*WHAT THE TASK REQUIRES*. Reproduce, please, only the lines from the first line below to the line containing "let mut config", inclusive.

*DATA IN THIS EXERCISE*.
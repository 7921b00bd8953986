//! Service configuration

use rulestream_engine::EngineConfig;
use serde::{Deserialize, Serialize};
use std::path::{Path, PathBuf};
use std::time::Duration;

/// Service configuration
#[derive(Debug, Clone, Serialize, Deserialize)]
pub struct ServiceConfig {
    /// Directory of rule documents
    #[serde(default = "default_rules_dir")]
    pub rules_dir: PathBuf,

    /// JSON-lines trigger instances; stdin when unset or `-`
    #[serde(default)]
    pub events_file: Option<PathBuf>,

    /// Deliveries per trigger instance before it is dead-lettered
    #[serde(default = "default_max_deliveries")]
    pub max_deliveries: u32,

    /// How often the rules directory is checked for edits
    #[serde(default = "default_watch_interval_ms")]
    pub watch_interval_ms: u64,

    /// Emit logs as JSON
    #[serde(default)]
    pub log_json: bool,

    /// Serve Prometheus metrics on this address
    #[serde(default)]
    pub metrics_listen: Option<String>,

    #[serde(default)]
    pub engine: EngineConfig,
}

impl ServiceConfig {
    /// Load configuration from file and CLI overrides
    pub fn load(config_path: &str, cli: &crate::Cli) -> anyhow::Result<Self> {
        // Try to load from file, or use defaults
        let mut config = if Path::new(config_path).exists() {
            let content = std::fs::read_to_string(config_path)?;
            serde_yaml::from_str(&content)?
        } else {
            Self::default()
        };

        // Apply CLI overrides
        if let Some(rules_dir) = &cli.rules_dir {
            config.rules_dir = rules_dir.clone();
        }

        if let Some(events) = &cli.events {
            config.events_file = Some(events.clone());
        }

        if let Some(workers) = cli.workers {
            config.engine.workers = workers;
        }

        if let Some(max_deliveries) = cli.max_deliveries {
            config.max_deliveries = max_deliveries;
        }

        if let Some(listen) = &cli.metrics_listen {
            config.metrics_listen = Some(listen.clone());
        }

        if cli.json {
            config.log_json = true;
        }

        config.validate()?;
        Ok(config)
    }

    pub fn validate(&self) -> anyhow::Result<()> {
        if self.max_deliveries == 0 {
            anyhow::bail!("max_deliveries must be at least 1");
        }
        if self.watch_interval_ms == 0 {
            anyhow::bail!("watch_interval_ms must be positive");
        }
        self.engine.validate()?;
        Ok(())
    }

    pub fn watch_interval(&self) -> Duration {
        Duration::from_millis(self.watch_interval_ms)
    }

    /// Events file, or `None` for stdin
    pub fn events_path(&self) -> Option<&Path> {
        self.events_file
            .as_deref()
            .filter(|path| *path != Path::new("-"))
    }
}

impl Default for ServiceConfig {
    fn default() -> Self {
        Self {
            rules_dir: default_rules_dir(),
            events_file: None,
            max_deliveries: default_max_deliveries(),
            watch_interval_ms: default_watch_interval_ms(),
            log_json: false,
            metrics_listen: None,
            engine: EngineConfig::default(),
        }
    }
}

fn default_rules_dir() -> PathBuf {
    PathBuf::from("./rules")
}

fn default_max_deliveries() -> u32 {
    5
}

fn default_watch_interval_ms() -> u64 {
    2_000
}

*FINISHED TASK*.
repository 7921b00bd8953986
//! Service configuration

use rulestream_engine::EngineConfig;
use serde::{Deserialize, Serialize};
use std::path::{Path, PathBuf};
use std::time::Duration;

/// Service configuration
#[derive(Debug, Clone, Serialize, Deserialize)]
pub struct ServiceConfig {
    /// Directory of rule documents
    #[serde(default = "default_rules_dir")]
    pub rules_dir: PathBuf,

    /// JSON-lines trigger instances; stdin when unset or `-`
    #[serde(default)]
    pub events_file: Option<PathBuf>,

    /// Deliveries per trigger instance before it is dead-lettered
    #[serde(default = "default_max_deliveries")]
    pub max_deliveries: u32,

    /// How often the rules directory is checked for edits
    #[serde(default = "default_watch_interval_ms")]
    pub watch_interval_ms: u64,

    /// Emit logs as JSON
    #[serde(default)]
    pub log_json: bool,

    /// Serve Prometheus metrics on this address
    #[serde(default)]
    pub metrics_listen: Option<String>,

    #[serde(default)]
    pub engine: EngineConfig,
}

impl ServiceConfig {
    /// Load configuration from file and CLI overrides
    pub fn load(config_path: &str, cli: &crate::Cli) -> anyhow::Result<Self> {
        // Try to load from file, or use defaults
        let mut config = if Path::new(config_path).exists() {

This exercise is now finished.